Petit sortilege sans pretention

Petit sortilege sans pretention

Le ramoneur

 

 

Sur le faîte d'un toit, un ramoneur en haut de forme courrait après son rêve : une bergère à la peau de porcelaine.
Ses pieds de danseurs en équilibre sur les tuiles, en équilibre sur la vie, tendaient leurs pointes pour lui permettre de saisir, une girouette dégourdie.
Son haut de forme tapissé de soie, brillait avec tant de courage que la girouette en s'y mirant accepta son naufrage.
Quand le ramoneur la cueillit, elle frémissait encore au vent...
Un haut de forme, une veste à treize boutons, une girouette de talent -polie, soigneusement- le ramoneur pourvu s'envole d'un toit à l'autre, vers le ciel et plus avant.
Contre le clocher d'une église, d'où montent les prières, une échelle d'espoir a tissé ses barreaux. Pierrot l'aurait bien prise qui voulait rejoindre la lune. Mais le ramoneur agile s'en servit aussitôt.
Avec les ailes de l'amour, et la volonté d'un sot, il est passé du ciel au Grand Ciel, barreaux après barreaux ; en mire la bergère de porcelaine fixée à jamais, tatouée dans sa peau.
Il a jusqu'au lever du soleil pour la trouver, c'est la seule nuit céleste qu'on lui donnera pour l'enjôler.
Depuis des siècles, lors que les ramoneurs étaient encore des enfants, la lune délivre à chacun la promesse d'un amour sincère.
La veille encore, occupé à racler soigneusement les conduits - obstrués de rancœurs et de suie-, serrant les mains et portant la chance, le ramoneur travaillait… et attendait, dans un coin de son cœur.
À la fin d'un jour, sur un seuil qu'il franchit, soudain elle était là, transparente, acheminée par un rayon de lune, une bergère riante qui lui tendait les bras. Et le vent, soufflant autour de lui, portait le chant de sa bouche :

« Ho ramoneur c'est ta chance, je t'aimerai dès demain, si tu sais habiter mon âme et chasser mon chagrin.»

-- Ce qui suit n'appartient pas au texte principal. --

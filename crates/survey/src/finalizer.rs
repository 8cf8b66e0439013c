use std::sync::Arc;

use async_trait::async_trait;
use tracing::{debug, info, warn};

use pulse_core::{FeedbackLog, FeedbackRecord, SessionStore, SubmissionClaim};
use pulse_slack::api::{ChatGateway, UNKNOWN_NAME};
use pulse_slack::blocks::confirmation_message;
use pulse_slack::events::{
    EventContext, EventHandlerError, FinalizerService, SubmissionOutcome, SubmitRequestedEvent,
};

use crate::collector::FeedbackCollector;

/// Turns a submit click into at most one feedback record per user per
/// thread. The store's claim settles who wins a race before any I/O starts;
/// everything after the claim degrades instead of failing, so a submission
/// that was accepted is always recorded and confirmed as far as possible.
#[derive(Clone)]
pub struct SubmissionFinalizer {
    store: SessionStore,
    log: FeedbackLog,
    gateway: Arc<dyn ChatGateway>,
    collector: Arc<dyn FeedbackCollector>,
}

impl SubmissionFinalizer {
    pub fn new(
        store: SessionStore,
        log: FeedbackLog,
        gateway: Arc<dyn ChatGateway>,
        collector: Arc<dyn FeedbackCollector>,
    ) -> Self {
        Self { store, log, gateway, collector }
    }

    async fn resolve_user_name(
        &self,
        cached: Option<String>,
        user_id: &str,
        ctx: &EventContext,
    ) -> String {
        if let Some(name) = cached {
            return name;
        }

        // Rare path: submit without ever opening a form. The fresh name is
        // used once and deliberately not written back to the session.
        match self.gateway.lookup_user(user_id).await {
            Ok(name) => name,
            Err(error) => {
                warn!(
                    event_name = "survey.submit.user_lookup_failed",
                    correlation_id = %ctx.correlation_id,
                    user_id = %user_id,
                    error = %error,
                    "user lookup failed; recording Unknown"
                );
                UNKNOWN_NAME.to_owned()
            }
        }
    }

    async fn resolve_channel_name(&self, channel_id: &str, ctx: &EventContext) -> String {
        match self.gateway.lookup_channel(channel_id).await {
            Ok(name) => name,
            Err(error) => {
                warn!(
                    event_name = "survey.submit.channel_lookup_failed",
                    correlation_id = %ctx.correlation_id,
                    channel_id = %channel_id,
                    error = %error,
                    "channel lookup failed; recording Unknown"
                );
                UNKNOWN_NAME.to_owned()
            }
        }
    }
}

#[async_trait]
impl FinalizerService for SubmissionFinalizer {
    async fn submit(
        &self,
        event: &SubmitRequestedEvent,
        ctx: &EventContext,
    ) -> Result<SubmissionOutcome, EventHandlerError> {
        let snapshot = match self.store.claim_submission(&event.user_id, &event.thread_ts) {
            SubmissionClaim::Accepted(snapshot) => snapshot,
            SubmissionClaim::AlreadySubmitted => {
                debug!(
                    event_name = "survey.submit.duplicate",
                    correlation_id = %ctx.correlation_id,
                    user_id = %event.user_id,
                    thread_id = %event.thread_ts,
                    "duplicate submission suppressed"
                );
                return Ok(SubmissionOutcome::AlreadySubmitted);
            }
            SubmissionClaim::MissingRating => {
                warn!(
                    event_name = "survey.submit.missing_rating",
                    correlation_id = %ctx.correlation_id,
                    user_id = %event.user_id,
                    thread_id = %event.thread_ts,
                    "submit clicked without a rating; nothing recorded"
                );
                return Ok(SubmissionOutcome::MissingRating);
            }
        };

        // The form's own payload wins over step-wise comment edits.
        let comments = event
            .form_comments
            .clone()
            .or_else(|| snapshot.comments.clone())
            .unwrap_or_default();

        let user_name =
            self.resolve_user_name(snapshot.display_name.clone(), &event.user_id, ctx).await;
        let channel_name = self.resolve_channel_name(&event.channel_id, ctx).await;

        let record = FeedbackRecord::new(
            &event.channel_id,
            channel_name,
            &event.user_id,
            &user_name,
            &event.thread_ts,
            snapshot.rating,
            comments,
        );
        let record_id = record.record_id.clone();
        self.log.append(record.clone());

        info!(
            event_name = "survey.submit.recorded",
            correlation_id = %ctx.correlation_id,
            record_id = %record_id,
            user_id = %event.user_id,
            thread_id = %event.thread_ts,
            rating = %record.rating,
            "feedback submission recorded"
        );

        if let Err(error) = self.collector.deliver(&record).await {
            warn!(
                event_name = "egress.collector.delivery_failed",
                correlation_id = %ctx.correlation_id,
                record_id = %record_id,
                error = %error,
                "collector delivery failed; record kept in the in-process log"
            );
        }

        match snapshot.pending_form_ts.as_deref() {
            Some(form_ts) => {
                let confirmation = confirmation_message(&user_name);
                if let Err(error) =
                    self.gateway.update_message(&event.channel_id, form_ts, &confirmation).await
                {
                    warn!(
                        event_name = "survey.submit.confirmation_failed",
                        correlation_id = %ctx.correlation_id,
                        user_id = %event.user_id,
                        form_ts = %form_ts,
                        error = %error,
                        "form could not be replaced with the confirmation"
                    );
                }
            }
            None => {
                warn!(
                    event_name = "survey.submit.no_pending_form",
                    correlation_id = %ctx.correlation_id,
                    user_id = %event.user_id,
                    thread_id = %event.thread_ts,
                    "no pending form message to confirm into; skipping the edit"
                );
            }
        }

        Ok(SubmissionOutcome::Submitted { record_id })
    }
}
pub mod commands;

use clap::{Parser, Subcommand};
use std::process::ExitCode;

#[derive(Debug, Parser)]
#[command(
    name = "pulse",
    about = "Pulse operator CLI",
    long_about = "Operate Pulse configuration inspection and offline readiness diagnostics.",
    after_help = "Examples:\n  pulse doctor --json\n  pulse config"
)]
pub struct Cli {
    #[command(subcommand)]
    command: Command,
}

#[derive(Debug, Subcommand)]
enum Command {
    #[command(
        about = "Inspect effective configuration values with source attribution and redaction"
    )]
    Config,
    #[command(about = "Validate config, Slack token shape, and collector endpoint readiness")]
    Doctor {
        #[arg(long, help = "Emit machine-readable JSON output")]
        json: bool,
    },
}

pub fn run() -> ExitCode {
    let cli = Cli::parse();

    let result = match cli.command {
        Command::Config => {
            commands::CommandResult { exit_code: 0, output: commands::config::run() }
        }
        Command::Doctor { json } => commands::doctor::run(json),
    };

    println!("{}", result.output);
    ExitCode::from(result.exit_code)
}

Et le voilà qui caracole, la poitrine gonflée d'espoir, sur ses pieds de danseur, d'étoiles en étoiles.
Tant d'autres l'ont cherchée avec leurs yeux, avec leur tête, paniqués à l'idée d'échouer : ils ne sont pas nombreux les ramoneurs qui ont décroché une bergère de porcelaine.
Le ciel est immense, l'univers est sans fin, si la bergère veut qu'on la trouve, il suffit de l'attendre, une girouette à la main.
Alors il s'assoie, sur un ruban de voie lactée et tient sa girouette à bout de bras.
Jamais elle n'aurait cru pouvoir tourner aussi haut, caressée par les vents célestes qui n'ont ni rimes ni raison. Alors elle tourne, tourne et scintille et bourdonne, et le ciel l'écoute…
Et la bergère s'étonne :
« Quelle est donc cette étoile qu'il tient à bout de bras, qui tourne et bourdonne ? »

Hypnotisée par le scintillement du métal, oublieuse de son chagrin et de son jeu de cache-cache cruel, elle s'approche et se laisse voir :

«-C'est une étoile que tu tiens là ?
-C'est le sens de ma vie
-Ta vie a-t-elle un sens ?
-Bien sûr, car tu es là... »

Il se relève et la prend dans ses bras…
Les nuages devront se trouver une autre bergère, celle-ci de porcelaine, est pour ce ramoneur là.